During the 2007–08 season, Hovinen served as backup to Jussi Markkanen. Hovinen was relegated to no. 3 goaltender when Jokerit acquired Joni Puurula from SaiPa just before the end of regular season. Hovinen dressed up to serve as backup for Joni Puurula in several games during the 2007–08 playoffs as Jussi Markkanen got himself injured during the first game of playoffs.

Pelicans
During the off-season of 2007–08 SM-liiga season, Niko Hovinen was contracted to Pelicans. For the first time, Niko Hovinen will play outside of Jokerit-organization in 2008–09 season.
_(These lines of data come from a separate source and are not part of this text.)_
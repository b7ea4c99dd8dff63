pub mod collect;
pub mod summarize;

use thiserror::Error;

#[derive(Error, Debug)]
pub enum CommandError {
    #[error("Invalid arguments: {0}")]
    InvalidArgs(String),

    #[error("Core library error: {0}")]
    Core(#[from] rewatch_core::HistoryError),

    #[error("Serialization error: {0}")]
    Serialization(#[from] serde_json::Error),

    #[error("IO error: {0}")]
    Io(#[from] std::io::Error),
}

impl CommandError {
    /// Errors that should be followed by the usage text.
    pub fn wants_usage(&self) -> bool {
        match self {
            CommandError::InvalidArgs(_) => true,
            CommandError::Core(e) => e.is_configuration(),
            _ => false,
        }
    }
}

pub type Result<T> = std::result::Result<T, CommandError>;
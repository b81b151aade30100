//! Boundary to the Wrapper, the authoritative upstream for reference data.
//!
//! - [`UpstreamClient`] fetches one reference record and knows nothing about
//!   caching.
//! - [`HttpUpstreamClient`] talks to the Wrapper over HTTP with a request
//!   timeout, bounded retries for transient failures and an optional
//!   [`CircuitBreaker`].
//! - [`SeedSource`] is the one-time bulk load of critical entries performed
//!   before the process starts serving lookups.

pub mod circuit_breaker;
pub mod client;
pub mod retry;
pub mod seed;

pub use circuit_breaker::{CircuitBreaker, CircuitBreakerConfig, CircuitBreakerMetrics, CircuitState};
pub use client::{HttpUpstreamClient, UpstreamClient, UpstreamConfig};
pub use retry::RetryPolicy;
pub use seed::{SeedSource, StaticSeedSource, WrapperSeedSource};
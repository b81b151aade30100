use std::collections::BTreeSet;

use serde::{Deserialize, Serialize};

use crate::key::CacheKey;

/// Authorization/billing value held by the critical tier.
///
/// Serialized as `{"type": "number", "value": 3.0}` and friends.
#[derive(Debug, Clone, PartialEq, Serialize, Deserialize)]
#[serde(tag = "type", content = "value", rename_all = "snake_case")]
pub enum CriticalValue {
    /// Operation credit cost.
    Number(f64),
    /// Role permission set.
    StringSet(BTreeSet<String>),
    /// Account status.
    Enum(String),
    /// Arbitrary feature configuration.
    Blob(serde_json::Value),
}

impl CriticalValue {
    pub fn as_number(&self) -> Option<f64> {
        match self {
            Self::Number(n) => Some(*n),
            _ => None,
        }
    }

    pub fn as_string_set(&self) -> Option<&BTreeSet<String>> {
        match self {
            Self::StringSet(set) => Some(set),
            _ => None,
        }
    }

    pub fn as_enum(&self) -> Option<&str> {
        match self {
            Self::Enum(s) => Some(s),
            _ => None,
        }
    }

    pub fn as_blob(&self) -> Option<&serde_json::Value> {
        match self {
            Self::Blob(v) => Some(v),
            _ => None,
        }
    }

    pub fn kind(&self) -> &'static str {
        match self {
            Self::Number(_) => "number",
            Self::StringSet(_) => "string_set",
            Self::Enum(_) => "enum",
            Self::Blob(_) => "blob",
        }
    }
}

/// A versioned critical value. Also the unit of the startup bulk load.
#[derive(Debug, Clone, PartialEq, Serialize, Deserialize)]
pub struct CriticalEntry {
    #[serde(flatten)]
    pub key: CacheKey,
    pub value: CriticalValue,
    pub version: u64,
}

impl CriticalEntry {
    pub fn new(key: CacheKey, value: CriticalValue, version: u64) -> Self {
        Self {
            key,
            value,
            version,
        }
    }
}

#[cfg(test)]
mod tests {
    use super::*;
    use crate::key::Namespace;
    use serde_json::json;

    #[test]
    fn test_tagged_representation() {
        let value = CriticalValue::Number(3.0);
        assert_eq!(
            serde_json::to_value(&value).unwrap(),
            json!({"type": "number", "value": 3.0})
        );

        let perms: CriticalValue = serde_json::from_value(json!({
            "type": "string_set",
            "value": ["leads:read", "leads:write"]
        }))
        .unwrap();
        assert!(perms.as_string_set().unwrap().contains("leads:write"));
        assert_eq!(perms.kind(), "string_set");
    }

    #[test]
    fn test_entry_flattens_key() {
        let entry: CriticalEntry = serde_json::from_value(json!({
            "tenant_id": "tenant-1",
            "namespace": "user-status",
            "identifier": "user-1",
            "value": {"type": "enum", "value": "active"},
            "version": 7
        }))
        .unwrap();

        assert_eq!(entry.key, CacheKey::new("tenant-1", Namespace::USER_STATUS, "user-1"));
        assert_eq!(entry.value.as_enum(), Some("active"));
        assert_eq!(entry.version, 7);
    }
}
A tall goaltender at 196 cm, Hovinen covers the net very well and is considered a highly promising goaltender prospect.

Hovinen was ranked #10 on the International Scouting Service's list of goaltender prospects for the 2006 NHL Entry Draft. He was drafted in the fifth round, 132nd overall, by the Minnesota Wild.

North America
Hovinen signed a two-year entry level contract with the National Hockey League's Philadelphia Flyers on 17 May 2011. He remained with the Pelicans through the 2011–12 season.

On 25 January 2013 the Edmonton Oilers claimed Hovinen off unconditional waivers. He was assigned to AHL affiliate, the Oklahoma City Barons, where he remained to end the 2013–14 season.

Back to Europe 
On 2 July 2013, Hovinen's NHL rights were retained by the Oilers after he was tendered a qualifying offer. He opted to return to Europe signing a contract with Metallurg Novokuznetsk of the Kontinental Hockey League (KHL), before moving on to fellow KHL team Admiral Vladivostok.
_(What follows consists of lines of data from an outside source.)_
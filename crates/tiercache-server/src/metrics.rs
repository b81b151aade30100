//! Prometheus metrics for the cache tiers.
//!
//! This module provides:
//! - Lookup metrics per tier (hits, misses, errors by kind)
//! - Reference tier fetch metrics (upstream fetches, coalesced waits, fetch duration)
//! - Invalidation metrics (messages by outcome, subscriber reconnects)
//! - Entry gauges per tier

use metrics::{counter, gauge, histogram};
use metrics_exporter_prometheus::{PrometheusBuilder, PrometheusHandle};
use std::sync::OnceLock;
use std::time::Duration;

/// Global Prometheus handle for rendering metrics.
static PROMETHEUS_HANDLE: OnceLock<PrometheusHandle> = OnceLock::new();

/// Metric names as constants for consistency.
pub mod names {
    // Lookup metrics
    pub const CACHE_HITS_TOTAL: &str = "tiercache_hits_total";
    pub const CACHE_MISSES_TOTAL: &str = "tiercache_misses_total";
    pub const LOOKUP_ERRORS_TOTAL: &str = "tiercache_lookup_errors_total";

    // Reference tier fetch metrics
    pub const UPSTREAM_FETCHES_TOTAL: &str = "tiercache_upstream_fetches_total";
    pub const UPSTREAM_FETCH_DURATION_SECONDS: &str = "tiercache_upstream_fetch_duration_seconds";
    pub const COALESCED_WAITS_TOTAL: &str = "tiercache_coalesced_waits_total";

    // Invalidation metrics
    pub const INVALIDATIONS_TOTAL: &str = "tiercache_invalidations_total";
    pub const SUBSCRIBER_RECONNECTS_TOTAL: &str = "tiercache_subscriber_reconnects_total";

    pub const CACHE_ENTRIES: &str = "tiercache_entries";
}

/// Initialize the Prometheus metrics recorder.
///
/// Returns `true` if initialization succeeded, `false` if already initialized.
pub fn init_metrics() -> bool {
    if PROMETHEUS_HANDLE.get().is_some() {
        tracing::debug!("Prometheus metrics already initialized");
        return false;
    }

    match PrometheusBuilder::new().install_recorder() {
        Ok(handle) => {
            if PROMETHEUS_HANDLE.set(handle).is_err() {
                tracing::warn!("Failed to store Prometheus handle (already set)");
                return false;
            }

            tracing::info!("Prometheus metrics initialized");
            true
        }
        Err(e) => {
            tracing::error!(error = %e, "Failed to install Prometheus recorder");
            false
        }
    }
}

/// Render all metrics in Prometheus text format.
///
/// Returns `None` if metrics were not initialized.
pub fn render_metrics() -> Option<String> {
    PROMETHEUS_HANDLE.get().map(|handle| handle.render())
}

// =============================================================================
// Lookup Metrics
// =============================================================================

pub fn record_cache_hit(tier: &'static str, namespace: &str) {
    counter!(
        names::CACHE_HITS_TOTAL,
        "tier" => tier,
        "namespace" => namespace.to_string()
    )
    .increment(1);
}

pub fn record_cache_miss(tier: &'static str, namespace: &str) {
    counter!(
        names::CACHE_MISSES_TOTAL,
        "tier" => tier,
        "namespace" => namespace.to_string()
    )
    .increment(1);
}

/// Record a lookup that surfaced an error to the caller.
pub fn record_lookup_error(tier: &'static str, kind: &'static str) {
    counter!(names::LOOKUP_ERRORS_TOTAL, "tier" => tier, "kind" => kind).increment(1);
}

// =============================================================================
// Reference Fetch Metrics
// =============================================================================

pub fn record_upstream_fetch(namespace: &str, outcome: &'static str, duration: Duration) {
    counter!(
        names::UPSTREAM_FETCHES_TOTAL,
        "namespace" => namespace.to_string(),
        "outcome" => outcome
    )
    .increment(1);
    histogram!(
        names::UPSTREAM_FETCH_DURATION_SECONDS,
        "namespace" => namespace.to_string()
    )
    .record(duration.as_secs_f64());
}

/// A caller joined a fetch already in flight instead of starting its own.
pub fn record_coalesced_wait(namespace: &str) {
    counter!(names::COALESCED_WAITS_TOTAL, "namespace" => namespace.to_string()).increment(1);
}

// =============================================================================
// Invalidation Metrics
// =============================================================================

pub fn record_invalidation(tenant: &str, outcome: &'static str) {
    counter!(
        names::INVALIDATIONS_TOTAL,
        "tenant" => tenant.to_string(),
        "outcome" => outcome
    )
    .increment(1);
}

pub fn record_subscriber_reconnect(tenant: &str) {
    counter!(names::SUBSCRIBER_RECONNECTS_TOTAL, "tenant" => tenant.to_string()).increment(1);
}

// =============================================================================
// Entry Gauges
// =============================================================================

pub fn set_cache_entries(tier: &'static str, count: usize) {
    gauge!(names::CACHE_ENTRIES, "tier" => tier).set(count as f64);
}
He split the 2014–15 season between EC Salzburg of Austria and Swedish teams Luleå HF and Malmö Redhawks. In the 2015–16 campaign, Hovinen was back in his native Finland for a second stint with the Pelicans. On 13 June 2016, he put pen to paper on a deal with Medvescak Zagreb of the Kontinental Hockey League and parted ways with the club in November 2016. Later that month, he was picked up by KalPa of the Finnish top-flight Liiga. Following a stint at fellow Liiga outfit KooKoo, he signed with Lausanne HC of the Swiss NLA on February 7, 2017.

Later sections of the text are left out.